Trusts are sometimes challenged based on claims that the Trustee is acting in breach of their fiduciary duties and obligations, or to obtain a Court interpretation of Trust language.
Wills and Trust cases are filed in the Probate Court in the County where the deceased resided at time of death, or sometimes where a Trust document may direct. Retaining counsel skilled in litigation practice can be critical to a successful outcome.
Estate tax planning can provide substantial estate tax savings on larger estates when done properly and established in a timely manner. Massachusetts currently imposes estate tax on estates valued at over $1 Million as of the date of death of the deceased.
Many people don’t realize that certain planning opportunities are available to couples ONLY IF established while both spouses are living.
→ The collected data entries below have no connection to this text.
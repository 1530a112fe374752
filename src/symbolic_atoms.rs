//! # Symbolic Atom Inspection
//!
//! Cursor-based traversal of the foreign-owned atom base built by grounding.
//! The sequence is lazy, finite and forward-only: a fresh [`SymbolicAtoms::iter`]
//! call restarts it, a held cursor does not rewind. The views borrow the
//! control object, so the atom base cannot be grounded (and the cursors
//! invalidated) while a walk is in progress.

use std::ffi::CString;

use crate::{ffi, Clingo, Literal, Symbol};

/// Predicate signature used to filter symbolic atom traversal
#[derive(Debug, Clone, Copy, PartialEq, Eq)]
pub struct Signature(pub(crate) ffi::clingo_signature_t);

impl Clingo {
    /// Creates a predicate signature from name, arity and sign
    ///
    /// # Errors
    ///
    /// If the native library fails to intern the name, or the name contains a
    /// NUL byte.
    pub fn signature(&self, name: &str, arity: u32, positive: bool) -> anyhow::Result<Signature> {
        let name = CString::new(name)?;
        let mut sig: ffi::clingo_signature_t = 0;
        self.check(unsafe {
            (self.vtable().signature_create)(name.as_ptr(), arity, positive, &mut sig)
        })?;
        Ok(Signature(sig))
    }
}

/// Borrowed view of the symbolic atom base of a control object
#[derive(Debug)]
pub struct SymbolicAtoms<'a> {
    lib: &'a Clingo,
    atoms: *const ffi::clingo_symbolic_atoms,
}

impl<'a> SymbolicAtoms<'a> {
    pub(crate) fn new(lib: &'a Clingo, atoms: *const ffi::clingo_symbolic_atoms) -> Self {
        SymbolicAtoms { lib, atoms }
    }

    /// The number of atoms in the base
    ///
    /// # Errors
    ///
    /// Fails if the native library rejects the call.
    pub fn len(&self) -> anyhow::Result<usize> {
        let mut size: usize = 0;
        self.lib
            .check(unsafe { (self.lib.vtable().symbolic_atoms_size)(self.atoms, &mut size) })?;
        Ok(size)
    }

    /// True if the base contains no atoms
    ///
    /// # Errors
    ///
    /// Fails if the native library rejects the call.
    pub fn is_empty(&self) -> anyhow::Result<bool> {
        Ok(self.len()? == 0)
    }

    /// Iterates over all atoms in the base
    ///
    /// # Errors
    ///
    /// Fails if the begin cursor cannot be obtained.
    pub fn iter(&self) -> anyhow::Result<SymbolicAtomsIter<'a>> {
        self.iter_impl(std::ptr::null())
    }

    /// Iterates over the atoms matching a predicate signature
    ///
    /// # Errors
    ///
    /// Fails if the begin cursor cannot be obtained.
    pub fn iter_with_signature(&self, sig: Signature) -> anyhow::Result<SymbolicAtomsIter<'a>> {
        self.iter_impl(&sig.0)
    }

    fn iter_impl(
        &self,
        sig: *const ffi::clingo_signature_t,
    ) -> anyhow::Result<SymbolicAtomsIter<'a>> {
        let vt = self.lib.vtable();
        let mut cur: ffi::clingo_symbolic_atom_iterator_t = 0;
        self.lib
            .check(unsafe { (vt.symbolic_atoms_begin)(self.atoms, sig, &mut cur) })?;
        let mut end: ffi::clingo_symbolic_atom_iterator_t = 0;
        self.lib
            .check(unsafe { (vt.symbolic_atoms_end)(self.atoms, &mut end) })?;
        Ok(SymbolicAtomsIter {
            lib: self.lib,
            atoms: self.atoms,
            cur,
            end,
        })
    }
}

/// Forward-only cursor walk over the symbolic atom base
#[derive(Debug)]
pub struct SymbolicAtomsIter<'a> {
    lib: &'a Clingo,
    atoms: *const ffi::clingo_symbolic_atoms,
    cur: ffi::clingo_symbolic_atom_iterator_t,
    end: ffi::clingo_symbolic_atom_iterator_t,
}

impl<'a> SymbolicAtomsIter<'a> {
    fn at_end(&self) -> bool {
        let vt = self.lib.vtable();
        let mut valid = false;
        if unsafe { (vt.symbolic_atoms_is_valid)(self.atoms, self.cur, &mut valid) } && !valid {
            return true;
        }
        let mut equal = false;
        let ok = unsafe {
            (vt.symbolic_atoms_iterator_is_equal_to)(self.atoms, self.cur, self.end, &mut equal)
        };
        debug_assert!(ok, "iterator comparison failed");
        !ok || equal
    }
}

impl<'a> Iterator for SymbolicAtomsIter<'a> {
    type Item = SymbolicAtom<'a>;

    fn next(&mut self) -> Option<Self::Item> {
        if self.at_end() {
            return None;
        }
        let item = SymbolicAtom {
            lib: self.lib,
            atoms: self.atoms,
            it: self.cur,
        };
        let mut next: ffi::clingo_symbolic_atom_iterator_t = 0;
        let ok =
            unsafe { (self.lib.vtable().symbolic_atoms_next)(self.atoms, self.cur, &mut next) };
        debug_assert!(ok, "iterator advance failed");
        if !ok {
            return None;
        }
        self.cur = next;
        Some(item)
    }
}

/// Borrowed view of a single entry in the symbolic atom base
#[derive(Debug)]
pub struct SymbolicAtom<'a> {
    lib: &'a Clingo,
    atoms: *const ffi::clingo_symbolic_atoms,
    it: ffi::clingo_symbolic_atom_iterator_t,
}

impl SymbolicAtom<'_> {
    /// The symbol of the atom
    ///
    /// # Errors
    ///
    /// Fails if the native library rejects the call.
    pub fn symbol(&self) -> anyhow::Result<Symbol> {
        let mut sym: ffi::clingo_symbol_t = 0;
        self.lib.check(unsafe {
            (self.lib.vtable().symbolic_atoms_symbol)(self.atoms, self.it, &mut sym)
        })?;
        Ok(Symbol(sym))
    }

    /// True if the atom is a fact, i.e. true in every model
    ///
    /// # Errors
    ///
    /// Fails if the native library rejects the call.
    pub fn is_fact(&self) -> anyhow::Result<bool> {
        let mut fact = false;
        self.lib.check(unsafe {
            (self.lib.vtable().symbolic_atoms_is_fact)(self.atoms, self.it, &mut fact)
        })?;
        Ok(fact)
    }

    /// The program literal associated with the atom
    ///
    /// # Errors
    ///
    /// Fails if the native library rejects the call.
    pub fn literal(&self) -> anyhow::Result<Literal> {
        let mut lit: ffi::clingo_literal_t = 0;
        self.lib.check(unsafe {
            (self.lib.vtable().symbolic_atoms_literal)(self.atoms, self.it, &mut lit)
        })?;
        Ok(Literal(lit))
    }
}
//! # Solve Handles and Solve Events
//!
//! A solve call hands back a [`SolveHandle`] representing the in-flight
//! search. The handle is the only way to observe models and the final result,
//! and it must be closed exactly once; dropping it closes it as well.
//!
//! Solve events (model found, statistics update, unsat, finish) arrive
//! through a single native callback carrying a type tag. The trampoline
//! decodes the tag once into the typed [`SolveEventHandler`] dispatch; the
//! model view passed to `on_model` cannot outlive the callback invocation.
//! The native library may invoke the callback from its own worker threads,
//! which is why registered handlers have to be [`Send`].

use core::ffi::c_void;
use std::panic::{catch_unwind, AssertUnwindSafe};
use std::sync::{Arc, Mutex};
use std::time::Duration;

use cpu_time::ProcessTime;

use crate::control::ControlStats;
use crate::error::{ErrorCode, Fault};
use crate::model::Model;
use crate::statistics::Statistics;
use crate::types::SolveResult;
use crate::{ffi, Clingo};

/// Typed observer for solve events
///
/// All methods have default implementations. Events of one solve step arrive
/// in the order the native library defines: zero or more models, then exactly
/// one finish event; statistics and unsat notifications may occur in between.
pub trait SolveEventHandler {
    /// Called for every model found; return `Ok(false)` to stop the search
    ///
    /// The model view is only valid for the duration of the call.
    ///
    /// # Errors
    ///
    /// An error aborts solving and is rethrown from the solve handle.
    fn on_model(&mut self, model: &Model<'_>) -> anyhow::Result<bool> {
        let _ = model;
        Ok(true)
    }

    /// Called when the problem becomes unsatisfiable under the current
    /// optimization bound
    fn on_unsat(&mut self) {}

    /// Called when the statistics of a solving step have been updated
    fn on_statistics(&mut self, step: &Statistics<'_>, accumulated: &Statistics<'_>) {
        let _ = (step, accumulated);
    }

    /// Called exactly once when the search finishes, with the final result
    fn on_finish(&mut self, result: SolveResult) {
        let _ = result;
    }
}

/// Userdata threaded through the native solve event callback
pub(crate) struct EventDispatch<'a> {
    pub(crate) handler: &'a mut (dyn SolveEventHandler + Send),
    pub(crate) lib: Clingo,
    pub(crate) fault: Option<Fault>,
}

pub(crate) unsafe extern "C" fn solve_event_trampoline(
    event_type: ffi::clingo_solve_event_type_t,
    event: *mut c_void,
    data: *mut c_void,
    goon: *mut bool,
) -> bool {
    let dispatch = &mut *data.cast::<EventDispatch<'_>>();
    let lib = dispatch.lib.clone();
    let outcome = catch_unwind(AssertUnwindSafe(|| -> anyhow::Result<bool> {
        match event_type {
            0 => {
                if event.is_null() {
                    return Ok(true);
                }
                let model = Model::new(&lib, event.cast_const().cast::<ffi::clingo_model>());
                dispatch.handler.on_model(&model)
            }
            1 => {
                dispatch.handler.on_unsat();
                Ok(true)
            }
            2 => {
                let stats = *event.cast::<[*mut ffi::clingo_statistics; 2]>();
                let step = Statistics::new(&lib, stats[0].cast_const());
                let accumulated = Statistics::new(&lib, stats[1].cast_const());
                dispatch.handler.on_statistics(&step, &accumulated);
                Ok(true)
            }
            3 => {
                let bits = *event.cast::<ffi::clingo_solve_result_bitset_t>();
                dispatch.handler.on_finish(SolveResult::from_raw(bits));
                Ok(true)
            }
            // tolerate event kinds added by newer native versions
            _ => Ok(true),
        }
    }));
    match outcome {
        Ok(Ok(go)) => {
            *goon = go;
            true
        }
        Ok(Err(err)) => {
            dispatch.fault = Some(Fault::Error(err));
            (lib.vtable().set_error)(
                ErrorCode::Unknown.to_raw(),
                c"solve event callback failed".as_ptr(),
            );
            false
        }
        Err(payload) => {
            dispatch.fault = Some(Fault::Panic(payload));
            (lib.vtable().set_error)(
                ErrorCode::Unknown.to_raw(),
                c"solve event callback panicked".as_ptr(),
            );
            false
        }
    }
}

/// Handle to an in-flight or finished search
///
/// Holds the mutable borrow of its control object, so a second solve cannot
/// start while one is active. Closed exactly once, either explicitly through
/// [`SolveHandle::close`] or on drop.
pub struct SolveHandle<'a> {
    pub(crate) lib: Clingo,
    pub(crate) handle: *mut ffi::clingo_solve_handle,
    pub(crate) event: Option<Box<EventDispatch<'a>>>,
    pub(crate) prop_fault: Arc<Mutex<Option<Fault>>>,
    pub(crate) stats: &'a mut ControlStats,
    pub(crate) closed: bool,
}

impl std::fmt::Debug for SolveHandle<'_> {
    fn fmt(&self, f: &mut std::fmt::Formatter<'_>) -> std::fmt::Result {
        f.debug_struct("SolveHandle")
            .field("handle", &self.handle)
            .field("closed", &self.closed)
            .finish_non_exhaustive()
    }
}

impl<'a> SolveHandle<'a> {
    /// Blocks until the search finishes and returns the final result
    ///
    /// # Errors
    ///
    /// Rethrows errors and panics raised by registered callbacks; otherwise
    /// fails with the native error.
    pub fn get(&mut self) -> anyhow::Result<SolveResult> {
        let start = ProcessTime::now();
        let mut bits: ffi::clingo_solve_result_bitset_t = 0;
        let ok = unsafe { (self.lib.vtable().solve_handle_get)(self.handle, &mut bits) };
        self.stats.cpu_solve_time += start.elapsed();
        if !ok {
            return Err(self.failure());
        }
        // a hook that cannot signal failure (undo, a panicking logger) may
        // have left a fault behind even though the native call succeeded
        if let Some(fault) = self.take_fault() {
            return Err(fault.rethrow("solve"));
        }
        let result = SolveResult::from_raw(bits);
        self.stats.n_solves += 1;
        if result.is_satisfiable() {
            self.stats.n_sat += 1;
        } else if result.is_unsatisfiable() {
            self.stats.n_unsat += 1;
        }
        Ok(result)
    }

    /// Waits for the search, returning true once the result is ready
    ///
    /// `None` blocks indefinitely, `Some(Duration::ZERO)` polls without
    /// blocking.
    pub fn wait(&mut self, timeout: Option<Duration>) -> bool {
        let timeout = timeout.map_or(-1.0, |d| d.as_secs_f64());
        let mut ready = false;
        unsafe { (self.lib.vtable().solve_handle_wait)(self.handle, timeout, &mut ready) };
        ready
    }

    /// The model the search is currently suspended on, if any
    ///
    /// Returns `None` once the search space is exhausted. The view borrows
    /// the handle, so the search cannot be resumed while it is alive.
    ///
    /// # Errors
    ///
    /// Rethrows errors and panics raised by registered callbacks; otherwise
    /// fails with the native error.
    pub fn model(&mut self) -> anyhow::Result<Option<Model<'_>>> {
        let mut model: *const ffi::clingo_model = std::ptr::null();
        let ok = unsafe { (self.lib.vtable().solve_handle_model)(self.handle, &mut model) };
        if !ok {
            return Err(self.failure());
        }
        if model.is_null() {
            return Ok(None);
        }
        self.stats.n_models += 1;
        Ok(Some(Model::new(&self.lib, model)))
    }

    /// Resumes the search after a model was yielded
    ///
    /// # Errors
    ///
    /// Rethrows errors and panics raised by registered callbacks; otherwise
    /// fails with the native error.
    pub fn resume(&mut self) -> anyhow::Result<()> {
        let ok = unsafe { (self.lib.vtable().solve_handle_resume)(self.handle) };
        if !ok {
            return Err(self.failure());
        }
        Ok(())
    }

    /// Requests cancellation of the search
    ///
    /// Cancellation is asynchronous: the terminal state is observed through
    /// [`SolveHandle::get`] or [`SolveHandle::wait`], and carries the
    /// interrupted flag.
    ///
    /// # Errors
    ///
    /// Fails with the native error.
    pub fn cancel(&mut self) -> anyhow::Result<()> {
        let ok = unsafe { (self.lib.vtable().solve_handle_cancel)(self.handle) };
        if !ok {
            return Err(self.failure());
        }
        Ok(())
    }

    /// Closes the handle, surfacing any native error
    ///
    /// Dropping the handle closes it as well, but swallows errors.
    ///
    /// # Errors
    ///
    /// Rethrows errors and panics raised by registered callbacks; otherwise
    /// fails with the native error.
    pub fn close(mut self) -> anyhow::Result<()> {
        self.closed = true;
        let ok = unsafe { (self.lib.vtable().solve_handle_close)(self.handle) };
        if !ok {
            return Err(self.failure());
        }
        if let Some(fault) = self.take_fault() {
            return Err(fault.rethrow("solve"));
        }
        Ok(())
    }

    fn take_fault(&mut self) -> Option<Fault> {
        if let Some(event) = &mut self.event {
            if let Some(fault) = event.fault.take() {
                return Some(fault);
            }
        }
        self.prop_fault
            .lock()
            .unwrap_or_else(std::sync::PoisonError::into_inner)
            .take()
    }

    /// Translates a failed native call, preferring a stored callback fault
    /// over the generic native error state
    fn failure(&mut self) -> anyhow::Error {
        // the native error state has to be read before any further native
        // call, a stored fault takes precedence afterwards
        let native = self.lib.fetch_error();
        match self.take_fault() {
            Some(fault) => fault.rethrow("solve"),
            None => native.into(),
        }
    }
}

impl Drop for SolveHandle<'_> {
    fn drop(&mut self) {
        if !self.closed {
            self.closed = true;
            unsafe { (self.lib.vtable().solve_handle_close)(self.handle) };
        }
    }
}
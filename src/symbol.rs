//! # Symbols
//!
//! A [`Symbol`] is a copyable numeric token referring to a value interned by
//! the native library (numbers, strings, identifiers, functions). All
//! inspection goes back through the [`Clingo`](crate::Clingo) binding table;
//! symbols are never freed individually.

use core::ffi::{c_int, CStr};
use std::ffi::CString;

use anyhow::Context;

use crate::error::InvalidApiReturn;
use crate::{ffi, Clingo};

/// A value interned by the native library
///
/// Symbols are plain tokens: cheap to copy, valid for the lifetime of the
/// process, compared through [`Clingo::symbols_equal`] rather than bitwise.
#[derive(Debug, Clone, Copy)]
#[repr(transparent)]
pub struct Symbol(pub(crate) ffi::clingo_symbol_t);

impl Symbol {
    /// The raw native representation
    #[must_use]
    pub fn to_raw(self) -> u64 {
        self.0
    }

    /// Creates a symbol from its raw native representation
    #[must_use]
    pub fn from_raw(raw: u64) -> Self {
        Symbol(raw)
    }
}

/// The kind of value a symbol holds
#[derive(Debug, Clone, Copy, PartialEq, Eq)]
pub enum SymbolType {
    /// The `#inf` term
    Infimum,
    /// A number
    Number,
    /// A quoted string
    String,
    /// A function term; identifiers are functions without arguments
    Function,
    /// The `#sup` term
    Supremum,
}

impl SymbolType {
    fn from_raw(raw: ffi::clingo_symbol_type_t) -> Result<Self, InvalidApiReturn> {
        match raw {
            0 => Ok(SymbolType::Infimum),
            1 => Ok(SymbolType::Number),
            4 => Ok(SymbolType::String),
            5 => Ok(SymbolType::Function),
            7 => Ok(SymbolType::Supremum),
            value => Err(InvalidApiReturn {
                api_call: "clingo_symbol_type",
                value,
            }),
        }
    }
}

impl Clingo {
    /// Creates a number symbol
    #[must_use]
    pub fn number(&self, number: i32) -> Symbol {
        let mut sym: ffi::clingo_symbol_t = 0;
        unsafe { (self.vtable().symbol_create_number)(number, &mut sym) };
        Symbol(sym)
    }

    /// Creates an identifier symbol, i.e. a function without arguments
    ///
    /// # Errors
    ///
    /// If the native library fails to intern the name, or the name contains a
    /// NUL byte.
    pub fn id(&self, name: &str, positive: bool) -> anyhow::Result<Symbol> {
        let name = CString::new(name)?;
        let mut sym: ffi::clingo_symbol_t = 0;
        self.check(unsafe { (self.vtable().symbol_create_id)(name.as_ptr(), positive, &mut sym) })?;
        Ok(Symbol(sym))
    }

    /// Creates a string symbol
    ///
    /// # Errors
    ///
    /// If the native library fails to intern the string, or the string
    /// contains a NUL byte.
    pub fn string(&self, string: &str) -> anyhow::Result<Symbol> {
        let string = CString::new(string)?;
        let mut sym: ffi::clingo_symbol_t = 0;
        self.check(unsafe { (self.vtable().symbol_create_string)(string.as_ptr(), &mut sym) })?;
        Ok(Symbol(sym))
    }

    /// Creates a function symbol from a name and argument symbols
    ///
    /// # Errors
    ///
    /// If the native library fails to intern the function, or the name
    /// contains a NUL byte.
    pub fn function(&self, name: &str, arguments: &[Symbol], positive: bool) -> anyhow::Result<Symbol> {
        let name = CString::new(name)?;
        let mut sym: ffi::clingo_symbol_t = 0;
        self.check(unsafe {
            (self.vtable().symbol_create_function)(
                name.as_ptr(),
                arguments.as_ptr().cast::<ffi::clingo_symbol_t>(),
                arguments.len(),
                positive,
                &mut sym,
            )
        })?;
        Ok(Symbol(sym))
    }

    /// Parses a term in gringo syntax into a symbol
    ///
    /// # Errors
    ///
    /// Fails with a runtime error on malformed term text.
    pub fn parse_term(&self, text: &str) -> anyhow::Result<Symbol> {
        let text = CString::new(text)?;
        let mut sym: ffi::clingo_symbol_t = 0;
        self.check(unsafe {
            (self.vtable().parse_term)(text.as_ptr(), None, std::ptr::null_mut(), 0, &mut sym)
        })
        .with_context(|| "parsing term failed")?;
        Ok(Symbol(sym))
    }

    /// The number held by a number symbol
    ///
    /// # Errors
    ///
    /// Fails with a runtime error if the symbol is not a number.
    pub fn symbol_number(&self, symbol: Symbol) -> anyhow::Result<i32> {
        let mut number: c_int = 0;
        self.check(unsafe { (self.vtable().symbol_number)(symbol.0, &mut number) })?;
        Ok(number)
    }

    /// The name of a function symbol
    ///
    /// The returned string is interned by the native library for the lifetime
    /// of the process.
    ///
    /// # Errors
    ///
    /// Fails with a runtime error if the symbol is not a function, or if the
    /// name is not valid UTF-8.
    pub fn symbol_name(&self, symbol: Symbol) -> anyhow::Result<&'static str> {
        let mut name: *const core::ffi::c_char = std::ptr::null();
        self.check(unsafe { (self.vtable().symbol_name)(symbol.0, &mut name) })?;
        Ok(unsafe { CStr::from_ptr(name) }
            .to_str()
            .context("symbol name is not valid UTF-8")?)
    }

    /// The value of a string symbol
    ///
    /// # Errors
    ///
    /// Fails with a runtime error if the symbol is not a string, or if the
    /// value is not valid UTF-8.
    pub fn symbol_string(&self, symbol: Symbol) -> anyhow::Result<&'static str> {
        let mut string: *const core::ffi::c_char = std::ptr::null();
        self.check(unsafe { (self.vtable().symbol_string)(symbol.0, &mut string) })?;
        Ok(unsafe { CStr::from_ptr(string) }
            .to_str()
            .context("symbol string is not valid UTF-8")?)
    }

    /// True if a function symbol has no classical negation sign
    ///
    /// # Errors
    ///
    /// Fails with a runtime error if the symbol is not a function.
    pub fn symbol_is_positive(&self, symbol: Symbol) -> anyhow::Result<bool> {
        let mut positive = false;
        self.check(unsafe { (self.vtable().symbol_is_positive)(symbol.0, &mut positive) })?;
        Ok(positive)
    }

    /// The arguments of a function symbol
    ///
    /// # Errors
    ///
    /// Fails with a runtime error if the symbol is not a function.
    pub fn symbol_arguments(&self, symbol: Symbol) -> anyhow::Result<Vec<Symbol>> {
        let mut args: *const ffi::clingo_symbol_t = std::ptr::null();
        let mut size: usize = 0;
        self.check(unsafe { (self.vtable().symbol_arguments)(symbol.0, &mut args, &mut size) })?;
        if size == 0 {
            return Ok(Vec::new());
        }
        Ok(unsafe { std::slice::from_raw_parts(args, size) }
            .iter()
            .map(|&sym| Symbol(sym))
            .collect())
    }

    /// The kind of value a symbol holds
    ///
    /// # Errors
    ///
    /// Returns [`InvalidApiReturn`] if the native library reports an unknown
    /// type. This case can be considered a bug in the native library or this
    /// crate.
    pub fn symbol_type(&self, symbol: Symbol) -> anyhow::Result<SymbolType> {
        Ok(SymbolType::from_raw(unsafe {
            (self.vtable().symbol_type)(symbol.0)
        })?)
    }

    /// Renders a symbol in gringo term syntax
    ///
    /// Uses the native size-query/fetch idiom; the symbol cannot change
    /// between the two calls since symbols are immutable once interned.
    ///
    /// # Errors
    ///
    /// Fails if the native library cannot render the symbol, or the rendering
    /// is not valid UTF-8.
    pub fn symbol_to_string(&self, symbol: Symbol) -> anyhow::Result<String> {
        let vt = self.vtable();
        let mut size: usize = 0;
        self.check(unsafe { (vt.symbol_to_string_size)(symbol.0, &mut size) })?;
        let mut buf: Vec<u8> = vec![0; size];
        self.check(unsafe { (vt.symbol_to_string)(symbol.0, buf.as_mut_ptr().cast(), size) })?;
        // the reported size includes the NUL terminator
        while buf.last() == Some(&0) {
            buf.pop();
        }
        Ok(String::from_utf8(buf).context("symbol rendering is not valid UTF-8")?)
    }

    /// Compares two symbols for equality
    ///
    /// Symbols are tokens into native interning tables; bitwise comparison of
    /// the tokens is not specified to agree with term equality.
    #[must_use]
    pub fn symbols_equal(&self, a: Symbol, b: Symbol) -> bool {
        unsafe { (self.vtable().symbol_is_equal_to)(a.0, b.0) }
    }
}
Furthermore, many people don’t realize that assets such as life insurance proceeds, which are not available to them during their lifetime, are included in the value of their estate upon their death for estate tax purposes. Others may not realize the increased value of their home, which contributes further to their potential estate tax exposure.
Often estate tax planning can minimize or avoid estate tax exposure with further planning, if implemented in a timely manner after death. Post-death tax planning may minimize or avoid estate tax for those who have not otherwise completed tax planning during their lifetime or whose estate may receive additional estate tax advantage after death.
Each individual’s situation is different. Obtaining competent, experienced legal advice and estate tax planning, both before and after death, can often result in significant Estate tax savings.
Often probate cases involve the sale of the decedent’s home or other real estate. In some cases this may involve special filings with the Probate Court to obtain a license to sell real estate if the Will does not provide for a power to sell the real estate by the PR or in cases where there is no Will.
In addition we provide representation to Sellers in real estate transactions.